Today is the last day of my holidays. My suitcases are all crammed, ready to board. It is past midnight.. Sleep is nowhere in the nigh. I have to get up early tomorrow and push off… to the dry dreary desert. Outside, it is raining heavily. My windows are open to welcome him.. his sweet kiss on my parched lips. I beg for a kiss, and he becomes a skinflint.
I had been over-filled with dreams when I landed at the airport. But now I realise.. they were just dreams. There were no rains to splash water. My sweetheart wasn’t waiting for me with outstretched arms. My love went unanswered. My heart was crushed.. damaged beyond repair. I was helpless. The dreams I had been weaving right from my childhood days crumbled. I recoiled back inside my cocoon.

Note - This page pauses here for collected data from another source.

//! This crate scores every pairing of a left and a right image point by how well the pair agrees
//! with the epipolar geometry of a calibrated stereo pair.
//!
//! ## Symmetric epipolar distance
//!
//! - `x` a point in the left image
//! - `x'` a point in the right image
//! - `F` the fundamental matrix of the pair
//! - `l' = F x` the epipolar line of `x` in the right image
//! - `l = transpose(F) x'` the epipolar line of `x'` in the left image
//!
//! ```text
//!   left image                 right image
//!   +---------------+          +---------------+
//!   |   l           |          |           l'  |
//!   |  /            |          |          /    |
//!   | /  d(x, l)    |          |  x' ---/      |
//!   |/   x          |          |  d(x', l')    |
//!   +---------------+          +---------------+
//! ```
//!
//! The distance of the pair is `d(x', l') + d(x, l)`, the sum of the euclidean distances in
//! pixels from each point to the epipolar line induced by the other. A pair of homologous points
//! has a distance of zero up to noise. An epipolar line with no direction (its first two
//! coefficients are zero) cannot be measured against, and any pair involving it is scored
//! `f64::INFINITY` so that it is never selected.

mod distance;
pub mod epipolar;

pub use distance::*;
pub use epipolar::compute_distances;
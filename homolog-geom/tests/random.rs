use homolog_core::{
    nalgebra::{IsometryMatrix3, Matrix3, Point2, Point3, Rotation3, Vector3},
    CameraCalibration, PointSet,
};
use homolog_geom::compute_distances;
use homolog_pinhole::{CameraIntrinsics, FundamentalMatrix, ProjectionMatrix};
use rand::{Rng, SeedableRng};
use rand_pcg::Pcg64;

const SAMPLE_POINTS: usize = 32;
const ROUNDS: usize = 200;
const TRUE_PAIR_THRESHOLD: f64 = 1e-6;
const FALSE_PAIR_THRESHOLD: f64 = 1e-3;

const ROT_MAGNITUDE: f64 = 0.2;
const POINT_BOX_SIZE: f64 = 2.0;
const POINT_DISTANCE: f64 = 5.0;

#[test]
fn homologous_pairs_have_zero_distance() {
    let mut rng = Pcg64::seed_from_u64(0);
    let mut separated = 0;
    let mut off_diagonal = 0;
    for _ in 0..ROUNDS {
        let (left, right, fundamental) = some_test_data(&mut rng);
        let distances = compute_distances(&left, &right, &fundamental);
        for i in 0..SAMPLE_POINTS {
            for j in 0..SAMPLE_POINTS {
                let distance = distances[(i, j)];
                if i == j {
                    assert!(
                        distance < TRUE_PAIR_THRESHOLD,
                        "homologous pair {} has distance {}",
                        i,
                        distance
                    );
                } else {
                    off_diagonal += 1;
                    if distance > FALSE_PAIR_THRESHOLD {
                        separated += 1;
                    }
                }
            }
        }
    }
    eprintln!("separated: {} of {}", separated, off_diagonal);
    assert!(separated as f64 > 0.95 * off_diagonal as f64);
}

#[test]
fn role_swap_transposes() {
    let mut rng = Pcg64::seed_from_u64(1);
    for _ in 0..ROUNDS {
        let (left, right, fundamental) = some_test_data(&mut rng);
        let forward = compute_distances(&left, &right, &fundamental);
        let backward = compute_distances(&right, &left, &fundamental.transpose());
        assert_eq!(backward, forward.transpose());
    }
}

#[test]
fn fundamental_is_near_rank_two() {
    let mut rng = Pcg64::seed_from_u64(2);
    for _ in 0..ROUNDS {
        let (_, _, fundamental) = some_test_data(&mut rng);
        let singular = fundamental.singular_values();
        let largest = singular.max();
        let smallest = singular.min();
        assert!(
            smallest < 1e-8 * largest,
            "singular values {:?} are not rank 2",
            singular
        );
    }
}

fn random_vector(rng: &mut Pcg64, magnitude: f64) -> Vector3<f64> {
    Vector3::from_fn(|_, _| rng.gen_range(-magnitude..magnitude))
}

fn random_intrinsic(rng: &mut Pcg64) -> Matrix3<f64> {
    CameraIntrinsics::identity()
        .focals([rng.gen_range(400.0..1200.0), rng.gen_range(400.0..1200.0)].into())
        .principal_point(Point2::new(
            rng.gen_range(300.0..340.0),
            rng.gen_range(220.0..260.0),
        ))
        .skew(rng.gen_range(-1.0..1.0))
        .matrix()
}

/// Gets the projections of random scene points in a random stereo pair and the fundamental
/// matrix of the pair. The `i`-th left point and the `i`-th right point are homologous.
fn some_test_data(rng: &mut Pcg64) -> (PointSet, PointSet, FundamentalMatrix) {
    let intrinsic = random_intrinsic(rng);
    // The left camera sits at the world origin and the right camera is offset by a random
    // baseline with a random orientation.
    let left = CameraCalibration::from_pose(intrinsic, IsometryMatrix3::identity());
    let mut baseline = random_vector(rng, 1.0);
    baseline.x += 1.5 * baseline.x.signum();
    let right = CameraCalibration::from_pose(
        intrinsic,
        IsometryMatrix3::from_parts(
            baseline.into(),
            Rotation3::new(random_vector(rng, ROT_MAGNITUDE)),
        ),
    );

    let scene: Vec<Point3<f64>> = (0..SAMPLE_POINTS)
        .map(|_| {
            let mut point = Point3::from(random_vector(rng, 0.5 * POINT_BOX_SIZE));
            point.z += POINT_DISTANCE;
            point
        })
        .collect();

    let project = |calibration: &CameraCalibration| -> PointSet {
        let projection = ProjectionMatrix::from_calibration(calibration);
        scene
            .iter()
            .map(|point| {
                projection
                    .project_point(point)
                    .expect("scene point on the principal plane")
            })
            .collect()
    };

    let fundamental = FundamentalMatrix::from_calibrations(&left, &right).unwrap();
    (project(&left), project(&right), fundamental)
}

I was longing to meet him. But all I could have was a short glimpse. That too with the whole world around me. Why did he turn blind to my overflowing heart? Why did he turn deaf to my amorous heartbeats? Was I not worthy enough to love… and to be loved? The pangs of unreturned love is hard to bear. There are times when I wish I was silent about my inner passion. I cant stop loving him without stopping my heartbeats. It is 2.00am, and still I am wide awake… dreaming, desiring… I dream of him, near me, caressing, cuddling, caring… and then they scatter and shatter… I wont be able to get even a wink tonight. Thoughts of him crowd around. It is as if I’m with him, my head on his lap, feeling his warmth, his passion, his love…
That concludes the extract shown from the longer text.